Find how many lines in the entries below carry the word "GlConfig" and answer with only that figure.

DATA SUPPLIED
****************

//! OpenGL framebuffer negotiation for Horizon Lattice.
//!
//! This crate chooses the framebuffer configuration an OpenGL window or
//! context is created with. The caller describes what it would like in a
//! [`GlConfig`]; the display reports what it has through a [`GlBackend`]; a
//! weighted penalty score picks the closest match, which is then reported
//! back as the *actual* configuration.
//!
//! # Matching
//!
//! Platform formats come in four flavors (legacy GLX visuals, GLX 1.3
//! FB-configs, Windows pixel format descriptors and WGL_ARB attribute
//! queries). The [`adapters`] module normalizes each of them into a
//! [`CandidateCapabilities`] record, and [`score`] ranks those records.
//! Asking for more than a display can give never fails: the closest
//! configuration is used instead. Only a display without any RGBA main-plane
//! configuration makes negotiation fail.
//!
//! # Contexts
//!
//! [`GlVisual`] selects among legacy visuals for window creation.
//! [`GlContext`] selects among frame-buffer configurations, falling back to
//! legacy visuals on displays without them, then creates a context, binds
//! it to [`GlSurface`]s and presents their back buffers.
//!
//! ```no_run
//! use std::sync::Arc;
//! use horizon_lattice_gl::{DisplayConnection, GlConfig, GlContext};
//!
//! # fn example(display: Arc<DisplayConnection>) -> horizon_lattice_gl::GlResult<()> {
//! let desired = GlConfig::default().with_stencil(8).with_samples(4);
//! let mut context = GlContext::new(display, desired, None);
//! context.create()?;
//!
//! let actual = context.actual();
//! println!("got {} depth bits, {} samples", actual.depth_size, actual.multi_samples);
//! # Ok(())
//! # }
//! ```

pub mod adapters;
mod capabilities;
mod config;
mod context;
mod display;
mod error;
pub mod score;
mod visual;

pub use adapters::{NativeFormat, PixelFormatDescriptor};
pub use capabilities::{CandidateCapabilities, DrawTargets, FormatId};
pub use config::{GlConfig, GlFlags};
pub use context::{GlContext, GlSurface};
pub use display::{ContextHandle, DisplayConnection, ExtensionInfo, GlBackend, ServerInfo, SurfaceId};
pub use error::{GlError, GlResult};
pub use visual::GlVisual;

****************

EXERCISE OUTPUT
4